Contar una historia harto conocida se convierte en un ejercicio de proeza narrativa, donde el trayecto del cuento cobra un rol protagónico a la emoción que ofrece la incertidumbre. Cuando se trata de contar una de las historias más adoradas de los últimos cuatro siglos, el trabajo se convierte doblemente dificultoso. El director Joaquín Octavio en su más reciente producción, Hamlet, busca contar de manera innovadora la tragedia clásica del principe danés, la puesta en escena del sufrimiento de los personajes al ser parte de una obra imperecedera e inmortal como lo es el clásico de Shakespeare.
Entrar a la Sala Experimental Carlos Marichal del Centro de Bellas Artes de Santurce no fue, como yo inicialmente me esperaba, transportarme al castillo danés que serviría de sede de las traiciones, crímenes y visiones paranormales de los protagonistas de la obra. Al contrario, fui recibido por un arenero, así como donde juegan los niños, con los personajes congelados en tiempo y espacio. Esta caja de arena serviría como el único escenario que se usa durante toda la obra; la simpleza será característica de la puesta en escena.
No me debió tomar de sorpresa entonces no escuchar que "algo está podrido en Dinamarca". Ciertamente, no estamos en Dinamarca.
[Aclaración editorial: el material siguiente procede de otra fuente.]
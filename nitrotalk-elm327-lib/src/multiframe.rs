//! ISO-TP multi-frame responses
//!
//! On CAN the adapter prints a reply longer than one frame as a byte count
//! line followed by numbered frame lines:
//!
//! ```text
//! 008
//! 0: 41 0C 2E E0 11 FF
//! 1: 0D 3C 00 00 00 00 00
//! ```
//!
//! Only the first frame starts with the Mode 01 ack, so the frames have to be
//! joined before decoding.

use std::borrow::Cow;

use log::trace;

/// Frame indices run 0-F and wrap
const INDEX_MODULUS: u8 = 0x10;

/// Split an ISO-TP line number (`0:` .. `F:`) off the front of a line
pub fn split_line_number(line: &str) -> Option<(u8, &str)> {
    let (prefix, rest) = line.split_once(':')?;
    let prefix = prefix.trim();
    if prefix.is_empty() || prefix.len() > 2 {
        return None;
    }
    let index = u8::from_str_radix(prefix, 16).ok()?;
    Some((index, rest))
}

/// The line without its ISO-TP line number, if it has one
pub fn strip_line_number(line: &str) -> &str {
    split_line_number(line).map_or(line, |(_, rest)| rest)
}

/// `008` -> 8. Exactly three hex digits, nothing else.
fn parse_length_header(line: &str) -> Option<usize> {
    if line.len() != 3 || !line.chars().all(|c| c.is_ascii_hexdigit()) {
        return None;
    }
    usize::from_str_radix(line, 16).ok().filter(|&len| len > 0)
}

/// Joins numbered frame lines into one compact hex payload
#[derive(Debug, Default)]
pub struct MultiFrameAssembler {
    /// Byte count from the header line, set while frames are outstanding
    expected: Option<usize>,
    next_index: u8,
    payload: String,
}

impl MultiFrameAssembler {
    pub const fn new() -> Self {
        Self {
            expected: None,
            next_index: 0,
            payload: String::new(),
        }
    }

    pub fn reset(&mut self) {
        self.expected = None;
        self.next_index = 0;
        self.payload.clear();
    }

    /// Feed one data line. Returns what should be decoded: the line itself
    /// when it is not part of a multi-frame reply, the joined payload once
    /// the last frame arrived, `None` while frames are outstanding.
    pub fn push<'a>(&mut self, line: &'a str) -> Option<Cow<'a, str>> {
        let line = line.trim();
        if let Some(len) = parse_length_header(line) {
            if self.expected.is_some() {
                trace!("Multi-frame reply superseded after {} digits", self.payload.len());
            }
            self.reset();
            self.expected = Some(len);
            return None;
        }

        let Some(expected) = self.expected else {
            return Some(Cow::Borrowed(line));
        };
        let Some((index, rest)) = split_line_number(line) else {
            trace!("Unnumbered line inside a multi-frame reply, dropping the partial payload");
            self.reset();
            return Some(Cow::Borrowed(line));
        };
        if index != self.next_index {
            trace!("Frame {index} out of sequence (expected {}), dropping reply", self.next_index);
            self.reset();
            return None;
        }

        self.next_index = (self.next_index + 1) % INDEX_MODULUS;
        self.payload.extend(rest.chars().filter(char::is_ascii_hexdigit));
        if self.payload.len() < expected * 2 {
            return None;
        }
        // Drop the padding of the last frame
        self.payload.truncate(expected * 2);
        let payload = std::mem::take(&mut self.payload);
        self.reset();
        Some(Cow::Owned(payload))
    }

    /// End of response (prompt): hand out whatever arrived of an incomplete
    /// reply, the decoder stops at truncated data
    pub fn flush(&mut self) -> Option<String> {
        self.expected?;
        let payload = std::mem::take(&mut self.payload);
        self.reset();
        (!payload.is_empty()).then_some(payload)
    }
}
No se está claro dónde estamos, aunque el hablar de los personajes divulgan que posiblemente sea un sitio de días un poco más calurosos que los ofrece Copenhaguen: "…no tengo los cojones pa' acabar de suicidarme", grita un Hamlet desamparado. Los personajes ni siquiera son las versiones carnales de los mismos sino que son fantasmas condenados a repetir su misma historia por el resto de la eternidad. La arena y el polvo del escenario, diseñado por José Luis Gutiérrez, aumenta la sensación de que estamos viendo espectros manifestándose en escena, aunque dicha sensación viene con el precio de tener que ponerse una mascarilla médica al entrar al teatro.
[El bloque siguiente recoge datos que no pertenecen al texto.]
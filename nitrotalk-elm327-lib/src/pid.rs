//! Mode 01 response decoding
//!
//! Handles single and combined responses, spaced (`41 0C 0B B8`) or compact
//! (`410C0BB8`) hex, and an optional ISO-TP line number prefix (`0:`).
//! Multiple `41` markers on one line (an adapter concatenating ECU replies)
//! each start a new run of PID/data groups.

use log::trace;
use smallvec::SmallVec;

use crate::commands::Pid;
use crate::multiframe::strip_line_number;

const MODE01_ACK: u8 = 0x41;

/// A decoded telemetry value
#[derive(Debug, Clone, Copy, PartialEq, Eq)]
pub enum PidValue {
    Rpm(u32),
    Speed(u8),
    /// Percent, 0-100
    Throttle(u8),
}

impl PidValue {
    pub const fn pid(self) -> Pid {
        match self {
            Self::Rpm(_) => Pid::Rpm,
            Self::Speed(_) => Pid::Speed,
            Self::Throttle(_) => Pid::Throttle,
        }
    }

    fn decode(pid: Pid, data: &[u8]) -> Self {
        match pid {
            Pid::Rpm => Self::Rpm((u32::from(data[0]) * 256 + u32::from(data[1])) / 4),
            Pid::Speed => Self::Speed(data[0]),
            // 255 * 100 / 255 = 100, so the cast cannot truncate
            #[allow(clippy::cast_possible_truncation)]
            Pid::Throttle => Self::Throttle((u16::from(data[0]) * 100 / 255) as u8),
        }
    }
}

pub type PidValues = SmallVec<[PidValue; 4]>;

const fn is_filler(byte: u8) -> bool {
    matches!(byte, 0x00 | 0x55 | 0xAA)
}

/// Decode a response line into telemetry values
///
/// Returns an empty list for anything that is not a Mode 01 response: error
/// tokens, AT replies, lines with non-hex text. That is not an error, just
/// chatter the caller can ignore.
pub fn decode_mode01(line: &str) -> PidValues {
    let mut values = PidValues::new();

    let body = strip_line_number(line.trim());
    if body.is_empty() || !body.chars().all(|c| c.is_ascii_hexdigit() || c.is_ascii_whitespace()) {
        return values;
    }
    let digits: String = body.chars().filter(char::is_ascii_hexdigit).collect();
    let Ok(bytes) = hex::decode(&digits) else {
        trace!("Odd-length hex payload: {digits}");
        return values;
    };

    if bytes.first() != Some(&MODE01_ACK) {
        return values;
    }

    let mut i = 1;
    while let Some(&code) = bytes.get(i) {
        if code == MODE01_ACK {
            i += 1;
            continue;
        }
        if is_filler(code) {
            break;
        }
        let Some(pid) = Pid::from_code(code) else {
            // Unknown PID: assume a single data byte and keep going
            trace!("Skipping unknown PID 0x{code:02X}");
            i += 2;
            continue;
        };
        let end = i + 1 + pid.data_len();
        let Some(data) = bytes.get(i + 1..end) else {
            trace!("Truncated data for PID 0x{code:02X}");
            break;
        };
        values.push(PidValue::decode(pid, data));
        i = end;
    }

    values
}

#[cfg(test)]
mod tests {
    use super::*;

    #[test]
    fn test_single_rpm() {
        assert_eq!(decode_mode01("41 0C 1A F8").as_slice(), &[PidValue::Rpm(1726)]);
        assert_eq!(decode_mode01("410C1AF8").as_slice(), &[PidValue::Rpm(1726)]);
    }

    #[test]
    fn test_rpm_3000() {
        assert_eq!(decode_mode01("41 0C 2E E0").as_slice(), &[PidValue::Rpm(3000)]);
    }

    #[test]
    fn test_throttle_and_speed() {
        assert_eq!(decode_mode01("41 11 FF").as_slice(), &[PidValue::Throttle(100)]);
        assert_eq!(decode_mode01("41 11 80").as_slice(), &[PidValue::Throttle(50)]);
        assert_eq!(decode_mode01("41 0D 3C").as_slice(), &[PidValue::Speed(60)]);
    }

    #[test]
    fn test_combined_single_marker() {
        let values = decode_mode01("41 0C 0B B8 11 FF 0D 3C");
        assert_eq!(
            values.as_slice(),
            &[PidValue::Rpm(750), PidValue::Throttle(100), PidValue::Speed(60)]
        );
    }

    #[test]
    fn test_repeated_markers() {
        let values = decode_mode01("41 0C 0B B8 41 0D 3C 41 11 FF");
        assert_eq!(
            values.as_slice(),
            &[PidValue::Rpm(750), PidValue::Speed(60), PidValue::Throttle(100)]
        );
    }

    #[test]
    fn test_line_number_prefix() {
        assert_eq!(decode_mode01("0: 41 0C 2E E0").as_slice(), &[PidValue::Rpm(3000)]);
        assert_eq!(decode_mode01("1:410D3C").as_slice(), &[PidValue::Speed(60)]);
        assert_eq!(decode_mode01("B: 41 11 FF").as_slice(), &[PidValue::Throttle(100)]);
    }

    #[test]
    fn test_filler_stops_decoding() {
        let values = decode_mode01("41 0D 3C 00 00 00");
        assert_eq!(values.as_slice(), &[PidValue::Speed(60)]);
        let values = decode_mode01("41 0D 3C AA 0C 0B B8");
        assert_eq!(values.as_slice(), &[PidValue::Speed(60)]);
    }

    #[test]
    fn test_unknown_pid_skipped() {
        // PID 05 (coolant) has one data byte
        let values = decode_mode01("41 05 7B 0D 3C");
        assert_eq!(values.as_slice(), &[PidValue::Speed(60)]);
    }

    #[test]
    fn test_truncated_data() {
        assert!(decode_mode01("41 0C 0B").is_empty());
        let values = decode_mode01("41 0D 3C 0C 0B");
        assert_eq!(values.as_slice(), &[PidValue::Speed(60)]);
    }

    #[test]
    fn test_ignores_non_mode01() {
        assert!(decode_mode01("NO DATA").is_empty());
        assert!(decode_mode01("ELM327 v1.5").is_empty());
        assert!(decode_mode01("7E8 03 41 0C").is_empty());
        assert!(decode_mode01("").is_empty());
        assert!(decode_mode01("41 0").is_empty());
    }

    #[test]
    fn test_supported_pids_probe_yields_nothing() {
        // PID 00 sits in filler position, the bitmap is not telemetry
        assert!(decode_mode01("41 00 BE 3E B8 11").is_empty());
    }
}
El personaje titular es protagonizado por la destacada actriz puertorriqueña Blanca Lissette Cruz, que logra manejar el arco de alguien que va del borde de la demencia hasta su miseria eventual. Cruz expone la vorágine de sentimientos y pensamientos oscuros que plagan a Hamlet mientras trata de lidiar tanto con el envenenamiento de su padre como con el amor imposible que siente por Ofelia. El hecho de que es una mujer quien interpreta el personaje de Hamlet no carece de significación; es tanto un saludo irónico a los tiempos de Shakespeare cuando se hacía exactamente lo opuesto, como lo es un llamado a reconocer a Hamlet como un personaje que ya a este punto ha sido interpretado de tantas maneras distintas que prácticamente es viable en cualquier corporeidad.
Sin embargo, fue el actor José Eugenio Hernández quien se destacó en una obra ya cargada de sólidos desempeños. Hernández logró personificar todo lo que Claudio debería ser: detestable y autoritario, y a la vez, físico y libidinoso. Su voz dictatorial suplementaba su completa dominancia sobre el personaje de Gertrudis (Kisha Tikina Burgos), siempre sumisa al punto de ser odiosa pero finalmente redimible.
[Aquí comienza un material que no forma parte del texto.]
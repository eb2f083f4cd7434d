//! Joint limit lookup.
//!
//! The classifier asks a [`LimitsSource`] for the range of every revolute or
//! prismatic joint. [`FeatureLimits`] answers from the assembly feature
//! list: a mate feature carries a `limitsEnabled` flag and min/max quantity
//! parameters whose expressions (`"90 deg"`, `"-#stroke"`, ...) are read
//! here and converted to radians or meters.

use std::collections::HashMap;
use std::f64::consts::PI;

use mateforge_types::api::{FeatureList, ParameterEntry};
use mateforge_types::{JointLimits, JointType, MateError};
use tracing::warn;

/// Supplies joint limits by mate name.
pub trait LimitsSource {
    /// Limits of the joint defined by mate `mate_name`, or `None` when the
    /// joint has no limits.
    fn limits(&self, mate_name: &str, joint_type: JointType)
    -> Result<Option<JointLimits>, MateError>;
}

/// A source that never reports limits.
#[derive(Debug, Default, Clone, Copy)]
pub struct NoLimits;

impl LimitsSource for NoLimits {
    fn limits(&self, _: &str, _: JointType) -> Result<Option<JointLimits>, MateError> {
        Ok(None)
    }
}

/// Fixed limits per mate name, mostly useful in tests.
impl LimitsSource for HashMap<String, JointLimits> {
    fn limits(&self, mate_name: &str, _: JointType) -> Result<Option<JointLimits>, MateError> {
        Ok(self.get(mate_name).copied())
    }
}

// ────────────────────────────────────────────────────────────────────────────
// Configuration parameters
// ────────────────────────────────────────────────────────────────────────────

/// Parse a configuration string such as `"arm_length=250 mm;collisions=true"`
/// into a parameter map.  `"default"` and the empty string yield no
/// parameters.
///
/// The service reports the resolved configuration of an assembly with `+`
/// in place of spaces (`"arm_length=250+mm"`); both forms are accepted.
pub fn parse_configuration(configuration: &str) -> HashMap<String, String> {
    if configuration == "default" {
        return HashMap::new();
    }
    configuration
        .split(';')
        .filter_map(|pair| pair.split_once('='))
        .map(|(k, v)| (k.trim().to_string(), v.replace('+', " ").trim().to_string()))
        .collect()
}

// ────────────────────────────────────────────────────────────────────────────
// Expressions
// ────────────────────────────────────────────────────────────────────────────

/// Read a `"<value> <unit>"` expression into SI units (radians or meters).
///
/// The whole expression may be a configuration variable (`#name`) or its
/// negation (`-#name`).  Radians additionally accept `(PI)` as the value.
pub fn read_expression(
    expression: &str,
    parameters: &HashMap<String, String>,
) -> Result<f64, String> {
    let lookup = |name: &str| {
        parameters
            .get(name)
            .cloned()
            .ok_or_else(|| format!("configuration variable \"{name}\" is not set"))
    };

    let expression = expression.trim();
    let expanded = if let Some(var) = expression.strip_prefix("-#") {
        format!("-{}", lookup(var)?)
    } else if let Some(var) = expression.strip_prefix('#') {
        lookup(var)?
    } else {
        expression.to_string()
    };

    let parts: Vec<&str> = expanded.split_whitespace().collect();
    let [value, unit] = parts[..] else {
        return Err(format!("expected \"<value> <unit>\", got \"{expanded}\""));
    };

    let number = |raw: &str| {
        raw.parse::<f64>()
            .map_err(|_| format!("\"{raw}\" is not a number"))
    };

    match unit {
        "deg" => Ok(number(value)?.to_radians()),
        "rad" | "radian" => match value {
            "(PI)" => Ok(PI),
            "-(PI)" => Ok(-PI),
            v => number(v),
        },
        "mm" => Ok(number(value)? / 1000.0),
        "cm" => Ok(number(value)? / 100.0),
        "m" => number(value),
        "in" => Ok(number(value)? * 0.0254),
        other => Err(format!("unknown unit \"{other}\"")),
    }
}

// ────────────────────────────────────────────────────────────────────────────
// FeatureLimits
// ────────────────────────────────────────────────────────────────────────────

/// [`LimitsSource`] backed by the assembly feature list.
pub struct FeatureLimits<'a> {
    features: &'a FeatureList,
    parameters: HashMap<String, String>,
}

impl<'a> FeatureLimits<'a> {
    /// `configuration` is the configuration string the assembly was fetched
    /// with; it resolves `#variables` and configured parameters.
    pub fn new(features: &'a FeatureList, configuration: &str) -> Self {
        Self {
            features,
            parameters: parse_configuration(configuration),
        }
    }

    /// Fill the parameters `configuration` left unset from the assembly's
    /// resolved configuration (`rootAssembly.fullConfiguration`), which
    /// carries the default value of every configuration parameter.
    pub fn with_defaults(mut self, full_configuration: &str) -> Self {
        for (name, value) in parse_configuration(full_configuration) {
            self.parameters.entry(name).or_insert(value);
        }
        self
    }

    fn read_parameter(&self, mate: &str, parameter: &ParameterEntry) -> Result<f64, MateError> {
        let invalid = |reason: String| MateError::InvalidLimitExpression {
            mate: mate.to_string(),
            reason,
        };
        let message = &parameter.message;

        match parameter.type_name.as_str() {
            "BTMParameterNullableQuantity" => {
                if message.is_null {
                    return Ok(0.0);
                }
                read_expression(&message.expression, &self.parameters).map_err(invalid)
            }
            "BTMParameterConfigured" => {
                let current = self
                    .parameters
                    .get(&message.configuration_parameter_id)
                    .ok_or_else(|| {
                        invalid(format!(
                            "configuration parameter \"{}\" is not set",
                            message.configuration_parameter_id
                        ))
                    })?;
                for configured in &message.values {
                    let value = &configured.message;
                    let selected = match configured.type_name.as_str() {
                        "BTMConfiguredValueByBoolean" => {
                            value.boolean_value == Some(current == "true")
                        }
                        "BTMConfiguredValueByEnum" => {
                            value.enum_value.as_deref() == Some(current.as_str())
                        }
                        other => {
                            return Err(invalid(format!("unsupported configured value {other}")));
                        }
                    };
                    if selected {
                        let inner = value
                            .value
                            .as_ref()
                            .ok_or_else(|| invalid("configured value is empty".to_string()))?;
                        return read_expression(&inner.message.expression, &self.parameters)
                            .map_err(invalid);
                    }
                }
                Err(invalid(format!(
                    "no value configured for \"{}\" = \"{current}\"",
                    message.configuration_parameter_id
                )))
            }
            other => Err(invalid(format!("unsupported parameter type {other}"))),
        }
    }
}

impl LimitsSource for FeatureLimits<'_> {
    fn limits(
        &self,
        mate_name: &str,
        joint_type: JointType,
    ) -> Result<Option<JointLimits>, MateError> {
        let (min_id, max_id) = match joint_type {
            JointType::Revolute => ("limitAxialZMin", "limitAxialZMax"),
            JointType::Prismatic => ("limitZMin", "limitZMax"),
            JointType::Fixed => return Ok(None),
        };

        let Some(feature) = self
            .features
            .features
            .iter()
            .find(|f| f.message.name == mate_name)
        else {
            warn!(joint = mate_name, "no feature found for this joint, it has no limits");
            return Ok(None);
        };

        let mut enabled = false;
        let (mut lower, mut upper) = (0.0, 0.0);
        for parameter in &feature.message.parameters {
            match parameter.message.parameter_id.as_str() {
                "limitsEnabled" => {
                    enabled = parameter.message.value.as_bool().unwrap_or(false);
                }
                id if id == min_id => lower = self.read_parameter(mate_name, parameter)?,
                id if id == max_id => upper = self.read_parameter(mate_name, parameter)?,
                _ => {}
            }
        }

        if enabled {
            Ok(Some(JointLimits::new(lower, upper)))
        } else {
            warn!(joint = mate_name, %joint_type, "joint has no limits");
            Ok(None)
        }
    }
}

// ────────────────────────────────────────────────────────────────────────────
// Tests
// ────────────────────────────────────────────────────────────────────────────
La música, también manejada por Joaquín Octavio, será la clave que nos guiará por las diferentes ondas de la obra. Desde las melodías estilo película western que ponen durante la coronación de Claudio hasta la instrumentación melancólica que nos agarra de la mano durante los últimos segundos de vida de Ofelia, la música busca llenar los vacíos que existen con la falta de accesorios y con la simplicidad del escenario. Adicionalmente, Mario Roche es agradablemente entrometido como Polonio, Lidy Paoli es leal como Laertes y Horacio, y Mariana Monclova es inocente como Ofelia. Carlos Ferrer redondea el elenco con su participación como el sepulturero y el espectro del padre de Hamlet.
El enfoque de la obra es diferente e inusual pero funciona. El final trágico de la familia real no es redimido, como es de costubre, por el esperanzador personaje de Fortimbrás. El estado permanece en un limbo desesperado, tal vez un reflejo del ambiente sociopolítico de hoy día, tal vez no. Hamlet le pide a Horacio que no se quite la vida; que cuente la historia del príncipe oscuro que logró vengar la muerte de su padre a un costo inimaginable. Horacio acude y prontamente es congelado en el tiempo, dándole espacio a que el sepulturero−personaje que a pesar de servir de alivio cómico por la gran parte de la obra, es el único que parece estar consciente de la maldición de la inmortalidad de los personajes−reflexione sobre la condena que les ha sobrevenido a los personajes por el mero hecho de ser protagonistas en una de las historias más queridas y reconocidas. Lo que para ellos es la laboriosa tarea de narrar un cuento universal, para nosotros es un placer.